The Great Write Way, Chapter Two: Twice upon a time...
A place for Buffistas to discuss, beta and otherwise deal and dish on their non-fan fiction projects.
Damn, I have no memories of, or traditions associated with, school lunches, unless cutting class to get stoned at the Cloisters instead of going back to class after lunch counts.
I'm-a sit back and enjoy everyone else's this week. It's like a different language.
Sometimes it's not so much the lunch you remember as the container...
There are some people who, the instant you meet them, you just know are going to be your best friend. You were one of those people. We were enjoying comfortable silences bare minutes after meeting, and before long were completing each other's sentences, much to the amusement of the mutual friend who had just introduced us.
I think, though, that the thing that convinced me we were sisters separated by birth is that we both, half a continent away from each other and completely unware of the other's existence, defied first grade gender expectations by proudly toting Evel Knievel lunchboxes.
I'm thinking this is...not that great. But what the hell...
My mom was sort of a hippie so my lunches were weird to the other kids. Generally just in a plain bag, although one year there was a Muppet lunchbox tooApparently in grade school only freaks eat fruit without sugar on it, so I was a freak among freaks. I should have prepared...this was going to happen a lot. My best friend in the world(so much easier to say when you’re nine) had a mom that was, like, a hardcore hippie. She rode her bike to help out at school and they had a nude drawing in their house.She also cursed quite a lot, and she never gave my friend anything that even looked like junk in her lunch. I suppose I could’ve gotten some of the weird off of me by giving it to her, but our moms were friends and I suppose what my mom said was true: Things were different in New York, where my friend’s mom was from.
unless cutting class to get stoned at the Cloisters instead of going back to class after lunch counts.
Oh, HELL yes! Please?
For Teppy:
---
"Monks?"
"Yep."
Post-lunch, and we're stuffed with falafel. The afternoon looms: geometry, civics, German. Aviva, rocker and Israeli exchange student, has Spanish, gym and trig. Yuck.
"They grow marijuana?"
"Yep."
We take the train to Ft. Tryon Park. Aviva's pop-eyed, a Sabra confronted by a medieval monastery in NYC. I know all the monks.
We slip into the Bonnefont Cloister gardens. Two of the brothers are passing the pipe.
Pot smoke wafts across the Hudson. Aviva and Brother Clement are debating judaism versus christianity, giggling a lot. I close my eyes, getting a contact high, digesting my falafel.
Beats the hell out of civics.
As somebody who got an "A" in civics...yeah.

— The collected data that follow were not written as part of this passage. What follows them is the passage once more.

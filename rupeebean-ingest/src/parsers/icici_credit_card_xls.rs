//! ICICI credit card yearly statement downloaded as XLS.

use std::sync::OnceLock;

use anyhow::{anyhow, Context, Result};
use regex::Regex;

use rupeebean_core::ledger::Directive;
use rupeebean_core::parse::{parse_amount, parse_date, DateOrder};
use rupeebean_core::table::Table;

use crate::importer::Importer;
use crate::parsers::source_of;
use crate::sheet::grid_text;
use crate::source::SourceFile;
use crate::types::StatementRow;

pub struct IciciCreditCardXlsImporter {
    last_four: String,
    account: String,
}

impl IciciCreditCardXlsImporter {
    pub fn new(last_four: impl Into<String>, account: impl Into<String>) -> Self {
        Self {
            last_four: last_four.into(),
            account: account.into(),
        }
    }
}

fn period_re() -> &'static Regex {
    static RE: OnceLock<Regex> = OnceLock::new();
    RE.get_or_init(|| {
        Regex::new(r"(\d{2}/\d{2}/\d{4}) +to +(\d{2}/\d{2}/\d{4})").expect("icici period regex")
    })
}

/// Transaction table: from the row whose column B reads `Date` up to the
/// first row with an empty date.
pub fn transaction_table(grid: &[Vec<String>]) -> Result<Table> {
    let cell = |row: &Vec<String>| row.get(1).map(String::as_str).unwrap_or("").trim().to_string();
    let start = grid
        .iter()
        .position(|row| cell(row) == "Date")
        .ok_or_else(|| anyhow!("no row with `Date` in column B"))?;
    let end = grid[start + 1..]
        .iter()
        .position(|row| cell(row).is_empty())
        .map_or(grid.len(), |p| start + 1 + p);
    let rows: Vec<Vec<String>> = grid[start..end]
        .iter()
        .map(|row| row.iter().skip(1).cloned().collect())
        .collect();
    Table::from_grid(rows, 0)
}

pub fn parse_rows(grid: &[Vec<String>]) -> Result<Vec<StatementRow>> {
    let table = transaction_table(grid)?;
    let amount_col = table
        .column_matching(|h| h.starts_with("Amount"))
        .ok_or_else(|| anyhow!("no Amount column in {:?}", table.headers))?;
    let ref_col = table.column_matching(|h| h.contains("Ref"));

    let mut out = Vec::new();
    for row in &table.rows {
        let raw_date = table.get(row, "Date");
        let date = parse_date(raw_date, DateOrder::DayFirst)
            .ok_or_else(|| anyhow!("bad date {raw_date:?} in row {}", row.line))?;
        let raw = row.get(amount_col);
        // Charges are positive in the sheet.
        let amount = -parse_amount(raw).with_context(|| format!("amount {raw:?} on {date}"))?;
        let reference = ref_col.map(|c| row.get(c)).unwrap_or("");
        out.push(
            StatementRow::new(date, table.get(row, "Transaction Details"), amount)
                .with_reference(reference.replace('\r', " ")),
        );
    }
    Ok(out)
}

/// `ICICI_Statement_<start>_to_<end>.xls` from the printed period.
pub fn statement_file_name(text: &str) -> Option<String> {
    let c = period_re().captures(text)?;
    Some(format!(
        "ICICI_Statement_{}_to_{}.xls",
        c[1].replace('/', "-"),
        c[2].replace('/', "-")
    ))
}

impl Importer for IciciCreditCardXlsImporter {
    fn name(&self) -> &str {
        "icici_credit_card_xls"
    }

    fn identify(&self, file: &SourceFile) -> bool {
        if file.extension().as_deref() != Some("xls") {
            return false;
        }
        let Ok(grid) = file.sheet(0) else {
            return false;
        };
        let pattern = format!(r"Card Number.*{}", regex::escape(&self.last_four));
        Regex::new(&pattern).is_ok_and(|re| re.is_match(&grid_text(&grid)))
    }

    fn extract(&self, file: &SourceFile) -> Result<Vec<Directive>> {
        let source = source_of(file);
        Ok(parse_rows(&file.sheet(0)?)?
            .into_iter()
            .enumerate()
            .map(|(i, r)| r.into_transaction(&self.account, &source, i, None).into())
            .collect())
    }

    fn file_account(&self, _file: &SourceFile) -> Result<String> {
        Ok(self.account.clone())
    }

    fn file_name(&self, file: &SourceFile) -> Result<Option<String>> {
        Ok(statement_file_name(&grid_text(&file.sheet(0)?)))
    }
}

#[cfg(test)]
mod tests {
    use super::*;
    use crate::parsers::testing::{d, dec, grid};

    fn sheet() -> Vec<Vec<String>> {
        grid(&[
            &["", "Credit Card Statement"],
            &["", "Card Number", "4375XXXXXXXX6006"],
            &["", "Statement period 01/04/2019 to 31/03/2020"],
            &[],
            &["", "Date", "Sr.No.", "Transaction Details", "Reward Point Header", "Amount(in ₹)", "Reference Number"],
            &["", "05/04/2019", "1", "SWIGGY BANGALORE", "10", "450.00", "7411"],
            &["", "10/04/2019", "2", "PAYMENT RECEIVED", "0", "-2000.00", ""],
            &["", "", "", "Total", "", "", ""],
            &["", "Some footer"],
        ])
    }

    #[test]
    fn test_rows_until_first_blank_date() {
        let rows = parse_rows(&sheet()).unwrap();
        assert_eq!(rows.len(), 2);
        assert_eq!(rows[0].date, d(2019, 4, 5));
        assert_eq!(rows[0].amount, dec("-450.00"));
        assert_eq!(rows[0].reference.as_deref(), Some("7411"));
        assert_eq!(rows[1].amount, dec("2000.00"));
        assert_eq!(rows[1].reference, None);
    }

    #[test]
    fn test_statement_file_name() {
        let text = grid_text(&sheet());
        assert_eq!(
            statement_file_name(&text).as_deref(),
            Some("ICICI_Statement_01-04-2019_to_31-03-2020.xls")
        );
    }

    #[test]
    fn test_missing_header_errors() {
        assert!(parse_rows(&grid(&[&["", "nothing"]])).is_err());
    }
}
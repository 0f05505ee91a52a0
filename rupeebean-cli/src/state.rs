use anyhow::{Context, Result};
use std::fs;
use std::path::PathBuf;

pub fn rupeebean_home() -> Result<PathBuf> {
    let home = std::env::var("HOME").context("HOME is not set")?;
    Ok(PathBuf::from(home).join(".rupeebean"))
}

pub fn ensure_rupeebean_home() -> Result<PathBuf> {
    let dir = rupeebean_home()?;
    fs::create_dir_all(&dir).with_context(|| format!("create {}", dir.display()))?;
    Ok(dir)
}

/// Cached BSE company list.
pub fn bse_path() -> Result<PathBuf> {
    Ok(ensure_rupeebean_home()?.join("bse.json"))
}

pub fn default_config_path() -> Result<PathBuf> {
    Ok(rupeebean_home()?.join("config.toml"))
}
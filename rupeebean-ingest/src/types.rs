use chrono::NaiveDate;
use rust_decimal::Decimal;
use serde::{Deserialize, Serialize};

use rupeebean_core::ledger::{Amount, Meta, Posting, Source, Transaction};

/// Normalized output of statement parsers (bank-agnostic).
#[derive(Debug, Clone, PartialEq, Serialize, Deserialize)]
pub struct StatementRow {
    pub date: NaiveDate,
    pub narration: String,
    /// Signed from the account holder's side: credits positive.
    pub amount: Decimal,
    /// Running balance when the statement prints one.
    pub balance: Option<Decimal>,
    /// Bank reference or cheque number, kept as `transaction_ref` meta.
    pub reference: Option<String>,
    /// Extra posting metadata, in insertion order.
    pub meta: Meta,
}

impl StatementRow {
    pub fn new(date: NaiveDate, narration: impl Into<String>, amount: Decimal) -> Self {
        Self {
            date,
            narration: narration.into(),
            amount,
            balance: None,
            reference: None,
            meta: Meta::new(),
        }
    }

    pub fn with_balance(mut self, balance: Option<Decimal>) -> Self {
        self.balance = balance;
        self
    }

    pub fn with_reference(mut self, reference: impl Into<String>) -> Self {
        let r = reference.into();
        self.reference = (!r.trim().is_empty()).then(|| r.trim().to_string());
        self
    }

    pub fn with_meta(mut self, key: impl Into<String>, value: impl Into<String>) -> Self {
        self.meta.insert(key, value);
        self
    }

    /// Single-posting INR transaction against `account`.
    ///
    /// `document` names the statement file in posting metadata when given.
    pub fn into_transaction(
        self,
        account: &str,
        source: &Source,
        index: usize,
        document: Option<&str>,
    ) -> Transaction {
        let mut posting = Posting::new(account, Amount::inr(self.amount));
        if let Some(doc) = document {
            posting.meta.insert("document", doc);
        }
        if let Some(reference) = self.reference {
            posting.meta.insert("transaction_ref", reference);
        }
        for (k, v) in self.meta.iter() {
            posting.meta.insert(k, v);
        }
        Transaction::new(
            Source::new(source.filename.clone(), index),
            self.date,
            self.narration,
        )
        .with_posting(posting)
    }
}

I just sent the worst thing I've ever written since...hm. Since high school I think, our for beta.
I lost my mojo. If someone finds it, please send it as an attachment to my profile addie? It's creating panic.
Allyson, you have mail. Questions.
Just to let you know, the structure isn't nearly as bad as you think it is - what's off, big-time, is your tone. Off, as in, startlingly different from the rest of the book. But that's not a hard fix, not once you can see where it's wrestling with you.
Asked in email - do you want deep edits, general commentary, or both, or neither?
I can't see where it's wrestling with me. I'm pinned with my face to the mat.
Sent back!
School Lunches
A curl of metal in some overcooked vegetable ended my cafeteria days. That long moment when I held my tray and looked across the cafeteria, hoping against experience that someone would gesture me to a table, was hard enough on my digestion. It was against the rules, but most teachers selectively ignored the few of us who stayed in the classroom with our sandwiches and apples. We talked, we read, and occasionally risked our clandestine status by hanging out the windows, walking on the desks or laughing too loudly. It was the only community where I belonged.